I went to the vagina-cologist today. It was that time of the year. This is the only appointment I was a little excited for. I was holding on to some monumental news.
After the preliminary doctor-patient welcome banter, she asks *the* question.
Dr. Rose: When was your last period?
ME: August!!!!
(pause)
I looked at her in anticipation. I thought it was a minimal high-five moment. I was slightly offended that she continued in her questions with only a hesitation blip to input the info in her computer. Seriously?! Not even a-little-jig-in-the-end-zone celebration? Despite her stoic appearance, I can’t but help think she was a little impressed. The achievement took a long, long time to arrive. The crone zone is its own coming-of-age story. The financial savings alone times the rest of my life deserves an ‘atta girl!’
Dr. Rose is keeping me in the perimenopausal group. It’s kind of like she’s cursing me with the promise of a return to tampon-ville. I haven’t thrown away my leftovers. I have the necessary provisions for a resurgence. The idea just makes me cranky.
I am handling my 50something health with mindfulness. My aunt Laura was right. The healthier I eat, the less hot flashes I experience. I also think yoga and sun salutations help my balance. And with much regret, I admit limiting my drinking makes me more even-keel. And of course, I’m wearing my positive energy bracelets to ward off evil spirits and general toxicity.
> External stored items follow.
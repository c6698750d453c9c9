//! A small commerce model with hand-written descriptors and model impls.
//!
//! Doubles as the reference for what generated or hand-written application
//! code looks like: one descriptor static per type, camelCase wire names,
//! parent fields merged through the descriptor rather than the struct.

use crate::edm::context::EdmContext;
use crate::edm::descriptor::{
    DescriptorRef, FieldDescriptor, FieldKind, FieldShape, TypeDescriptor, TypeKind, TypeRef,
};
use crate::edm::model::{EdmEnum, EdmModel, EnumValue, FieldValue};
use crate::edm::primitive::{EdmPrimitive, PrimitiveType};
use chrono::{DateTime, NaiveDate, TimeZone, Utc};

/// Shared parent type declaring the audit column every record carries.
pub static AUDITED_RECORD: TypeDescriptor = TypeDescriptor {
    name: "AuditedRecord",
    namespace: "Commerce",
    kind: TypeKind::Complex,
    fields: &[FieldDescriptor {
        name: "createdAt",
        kind: FieldKind::Property,
        shape: FieldShape::Single,
        ty: TypeRef::Primitive(PrimitiveType::DateTimeOffset),
    }],
    parent: None,
};

pub static ORDER_STATUS: TypeDescriptor = TypeDescriptor {
    name: "OrderStatus",
    namespace: "Commerce",
    kind: TypeKind::Enum,
    fields: &[],
    parent: None,
};

pub static ADDRESS: TypeDescriptor = TypeDescriptor {
    name: "Address",
    namespace: "Commerce",
    kind: TypeKind::Complex,
    fields: &[
        FieldDescriptor {
            name: "street",
            kind: FieldKind::Property,
            shape: FieldShape::Single,
            ty: TypeRef::Primitive(PrimitiveType::String),
        },
        FieldDescriptor {
            name: "city",
            kind: FieldKind::Property,
            shape: FieldShape::Single,
            ty: TypeRef::Primitive(PrimitiveType::String),
        },
    ],
    parent: None,
};

pub static ORDER_ITEM: TypeDescriptor = TypeDescriptor {
    name: "OrderItem",
    namespace: "Commerce",
    kind: TypeKind::Entity {
        entity_set: "OrderItems",
        keys: &["id"],
    },
    fields: &[
        FieldDescriptor {
            name: "id",
            kind: FieldKind::Property,
            shape: FieldShape::Single,
            ty: TypeRef::Primitive(PrimitiveType::Int32),
        },
        FieldDescriptor {
            name: "sku",
            kind: FieldKind::Property,
            shape: FieldShape::Single,
            ty: TypeRef::Primitive(PrimitiveType::String),
        },
        FieldDescriptor {
            name: "quantity",
            kind: FieldKind::Property,
            shape: FieldShape::Single,
            ty: TypeRef::Primitive(PrimitiveType::Int32),
        },
    ],
    parent: None,
};

pub static CUSTOMER: TypeDescriptor = TypeDescriptor {
    name: "Customer",
    namespace: "Commerce",
    kind: TypeKind::Entity {
        entity_set: "Customers",
        keys: &["id"],
    },
    fields: &[
        FieldDescriptor {
            name: "id",
            kind: FieldKind::Property,
            shape: FieldShape::Single,
            ty: TypeRef::Primitive(PrimitiveType::Int32),
        },
        FieldDescriptor {
            name: "name",
            kind: FieldKind::Property,
            shape: FieldShape::Single,
            ty: TypeRef::Primitive(PrimitiveType::String),
        },
    ],
    parent: Some(DescriptorRef(|| &AUDITED_RECORD)),
};

pub static ORDER: TypeDescriptor = TypeDescriptor {
    name: "Order",
    namespace: "Commerce",
    kind: TypeKind::Entity {
        entity_set: "Orders",
        keys: &["id"],
    },
    fields: &[
        FieldDescriptor {
            name: "id",
            kind: FieldKind::Property,
            shape: FieldShape::Single,
            ty: TypeRef::Primitive(PrimitiveType::Int32),
        },
        FieldDescriptor {
            name: "total",
            kind: FieldKind::Property,
            shape: FieldShape::Single,
            ty: TypeRef::Primitive(PrimitiveType::Double),
        },
        FieldDescriptor {
            name: "status",
            kind: FieldKind::Property,
            shape: FieldShape::Single,
            ty: TypeRef::Declared(DescriptorRef(|| &ORDER_STATUS)),
        },
        FieldDescriptor {
            name: "placedOn",
            kind: FieldKind::Property,
            shape: FieldShape::Single,
            ty: TypeRef::Primitive(PrimitiveType::Date),
        },
        FieldDescriptor {
            name: "tags",
            kind: FieldKind::Property,
            shape: FieldShape::Collection,
            ty: TypeRef::Primitive(PrimitiveType::String),
        },
        FieldDescriptor {
            name: "shipTo",
            kind: FieldKind::Property,
            shape: FieldShape::Single,
            ty: TypeRef::Declared(DescriptorRef(|| &ADDRESS)),
        },
        FieldDescriptor {
            name: "items",
            kind: FieldKind::Navigation,
            shape: FieldShape::Collection,
            ty: TypeRef::Declared(DescriptorRef(|| &ORDER_ITEM)),
        },
        FieldDescriptor {
            name: "customer",
            kind: FieldKind::Navigation,
            shape: FieldShape::Single,
            ty: TypeRef::Declared(DescriptorRef(|| &CUSTOMER)),
        },
    ],
    parent: Some(DescriptorRef(|| &AUDITED_RECORD)),
};

pub static SHIPMENT: TypeDescriptor = TypeDescriptor {
    name: "Shipment",
    namespace: "Commerce",
    kind: TypeKind::Entity {
        entity_set: "Shipments",
        keys: &["id"],
    },
    fields: &[
        FieldDescriptor {
            name: "id",
            kind: FieldKind::Property,
            shape: FieldShape::Single,
            ty: TypeRef::Primitive(PrimitiveType::Int32),
        },
        FieldDescriptor {
            name: "stops",
            kind: FieldKind::Property,
            shape: FieldShape::Collection,
            ty: TypeRef::Declared(DescriptorRef(|| &ADDRESS)),
        },
        FieldDescriptor {
            name: "history",
            kind: FieldKind::Property,
            shape: FieldShape::Collection,
            ty: TypeRef::Declared(DescriptorRef(|| &ORDER_STATUS)),
        },
    ],
    parent: None,
};

#[derive(Debug, Clone, Copy, PartialEq, Eq)]
pub enum OrderStatus {
    Pending,
    Shipped,
    Delivered,
}

impl EdmEnum for OrderStatus {
    fn descriptor() -> &'static TypeDescriptor {
        &ORDER_STATUS
    }

    fn ordinal(&self) -> i32 {
        *self as i32
    }

    fn variant_name(&self) -> &'static str {
        match self {
            OrderStatus::Pending => "Pending",
            OrderStatus::Shipped => "Shipped",
            OrderStatus::Delivered => "Delivered",
        }
    }
}

#[derive(Debug, Clone, PartialEq)]
pub struct Address {
    pub street: String,
    pub city: String,
}

impl EdmModel for Address {
    fn descriptor(&self) -> &'static TypeDescriptor {
        &ADDRESS
    }

    fn field(&self, name: &str) -> FieldValue<'_> {
        match name {
            "street" => FieldValue::Primitive(self.street.as_str().into_edm()),
            "city" => FieldValue::Primitive(self.city.as_str().into_edm()),
            _ => FieldValue::Null,
        }
    }
}

#[derive(Debug, Clone, PartialEq)]
pub struct OrderItem {
    pub id: i32,
    pub sku: String,
    pub quantity: i32,
}

impl EdmModel for OrderItem {
    fn descriptor(&self) -> &'static TypeDescriptor {
        &ORDER_ITEM
    }

    fn field(&self, name: &str) -> FieldValue<'_> {
        match name {
            "id" => FieldValue::Primitive(self.id.into_edm()),
            "sku" => FieldValue::Primitive(self.sku.as_str().into_edm()),
            "quantity" => FieldValue::Primitive(self.quantity.into_edm()),
            _ => FieldValue::Null,
        }
    }
}

#[derive(Debug, Clone, PartialEq)]
pub struct Customer {
    pub id: i32,
    pub name: String,
    // Declared by the parent type, stored inline.
    pub created_at: DateTime<Utc>,
}

impl EdmModel for Customer {
    fn descriptor(&self) -> &'static TypeDescriptor {
        &CUSTOMER
    }

    fn field(&self, name: &str) -> FieldValue<'_> {
        match name {
            "id" => FieldValue::Primitive(self.id.into_edm()),
            "name" => FieldValue::Primitive(self.name.as_str().into_edm()),
            "createdAt" => FieldValue::Primitive(self.created_at.into_edm()),
            _ => FieldValue::Null,
        }
    }
}

#[derive(Debug, Clone, PartialEq)]
pub struct Order {
    pub id: i32,
    pub total: f64,
    pub status: OrderStatus,
    pub placed_on: NaiveDate,
    pub tags: Vec<String>,
    pub ship_to: Option<Address>,
    /// `None` is a null navigation; `Some(vec![])` is an empty one.
    pub items: Option<Vec<OrderItem>>,
    pub customer: Option<Customer>,
    pub created_at: DateTime<Utc>,
}

impl EdmModel for Order {
    fn descriptor(&self) -> &'static TypeDescriptor {
        &ORDER
    }

    fn field(&self, name: &str) -> FieldValue<'_> {
        match name {
            "id" => FieldValue::Primitive(self.id.into_edm()),
            "total" => FieldValue::Primitive(self.total.into_edm()),
            "status" => FieldValue::Enum(EnumValue::of(&self.status)),
            "placedOn" => FieldValue::Primitive(self.placed_on.into_edm()),
            "tags" => FieldValue::PrimitiveList(
                self.tags.iter().map(|t| t.as_str().into_edm()).collect(),
            ),
            "shipTo" => match &self.ship_to {
                Some(address) => FieldValue::Complex(address),
                None => FieldValue::Null,
            },
            "items" => match &self.items {
                Some(items) => {
                    FieldValue::EntityList(items.iter().map(|i| i as &dyn EdmModel).collect())
                }
                None => FieldValue::Null,
            },
            "customer" => match &self.customer {
                Some(customer) => FieldValue::Entity(customer),
                None => FieldValue::Null,
            },
            "createdAt" => FieldValue::Primitive(self.created_at.into_edm()),
            _ => FieldValue::Null,
        }
    }
}

/// Declared-collection properties in both flavors, complex and enum.
#[derive(Debug, Clone, PartialEq)]
pub struct Shipment {
    pub id: i32,
    pub stops: Vec<Address>,
    pub history: Vec<OrderStatus>,
}

impl EdmModel for Shipment {
    fn descriptor(&self) -> &'static TypeDescriptor {
        &SHIPMENT
    }

    fn field(&self, name: &str) -> FieldValue<'_> {
        match name {
            "id" => FieldValue::Primitive(self.id.into_edm()),
            "stops" => {
                FieldValue::ComplexList(self.stops.iter().map(|s| s as &dyn EdmModel).collect())
            }
            "history" => FieldValue::EnumList(self.history.iter().map(EnumValue::of).collect()),
            _ => FieldValue::Null,
        }
    }
}

/// Context with every fixture type registered under the `Commerce`
/// namespace.
pub fn commerce_context() -> EdmContext {
    EdmContext::builder()
        .namespace("Commerce")
        .container("CommerceContainer")
        .register(DescriptorRef(|| &ORDER))
        .register(DescriptorRef(|| &ORDER_ITEM))
        .register(DescriptorRef(|| &CUSTOMER))
        .register(DescriptorRef(|| &SHIPMENT))
        .register(DescriptorRef(|| &ADDRESS))
        .register(DescriptorRef(|| &ORDER_STATUS))
        .build()
        .expect("fixture context is well-formed")
}

fn audit_time() -> DateTime<Utc> {
    Utc.with_ymd_and_hms(2024, 4, 30, 8, 0, 0).unwrap()
}

pub fn sample_customer() -> Customer {
    Customer {
        id: 7,
        name: "Ada Brook".to_string(),
        created_at: audit_time(),
    }
}

/// Order 42 with two items, a customer, and every property populated.
pub fn sample_order() -> Order {
    Order {
        id: 42,
        total: 19.99,
        status: OrderStatus::Shipped,
        placed_on: NaiveDate::from_ymd_opt(2024, 5, 1).unwrap(),
        tags: vec!["rush".to_string(), "gift".to_string()],
        ship_to: Some(Address {
            street: "1 Dock Rd".to_string(),
            city: "Hamburg".to_string(),
        }),
        items: Some(vec![
            OrderItem {
                id: 1,
                sku: "SKU-11".to_string(),
                quantity: 2,
            },
            OrderItem {
                id: 2,
                sku: "SKU-37".to_string(),
                quantity: 1,
            },
        ]),
        customer: Some(sample_customer()),
        created_at: audit_time(),
    }
}

/// Shipment 5 with two stops and a two-step status history.
pub fn sample_shipment() -> Shipment {
    Shipment {
        id: 5,
        stops: vec![
            Address {
                street: "1 Dock Rd".to_string(),
                city: "Hamburg".to_string(),
            },
            Address {
                street: "2 Quay St".to_string(),
                city: "Bremen".to_string(),
            },
        ],
        history: vec![OrderStatus::Pending, OrderStatus::Delivered],
    }
}

#[cfg(test)]
mod tests {
    use super::*;
    use crate::entity::builder::EntityBuilder;

    #[test]
    fn the_fixture_model_projects_cleanly() {
        let ctx = commerce_context();
        let record = EntityBuilder::new(&ctx).build(&sample_order(), None).unwrap();
        assert_eq!(
            record.property_names(),
            vec!["id", "total", "status", "placedOn", "tags", "shipTo", "createdAt"]
        );
        assert_eq!(record.id.as_deref(), Some("Orders(42)"));
    }

    #[test]
    fn context_registers_every_type() {
        let ctx = commerce_context();
        assert_eq!(ctx.types().len(), 6);
        assert!(ctx.entity_type("Order").is_some());
        assert!(ctx.entity_type("Shipment").is_some());
        assert!(ctx.enum_type("OrderStatus").is_some());
        assert!(ctx.complex_type("Address").is_some());
    }
}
Interestingly, even though I’m staying serene in the daytime, I’m having incredible nightmares. Last night, I was up twice pacing. And the dreams aren’t the scary monster variety. They are so normal they wake me up. People are dying. People are screaming at me. My feelings of inadequacy are manifested in these too-real-to-ignore scenarios. They haunt me. I feel powerless in these night terrors.
This little gal had no idea what leaving the 1900s would be like.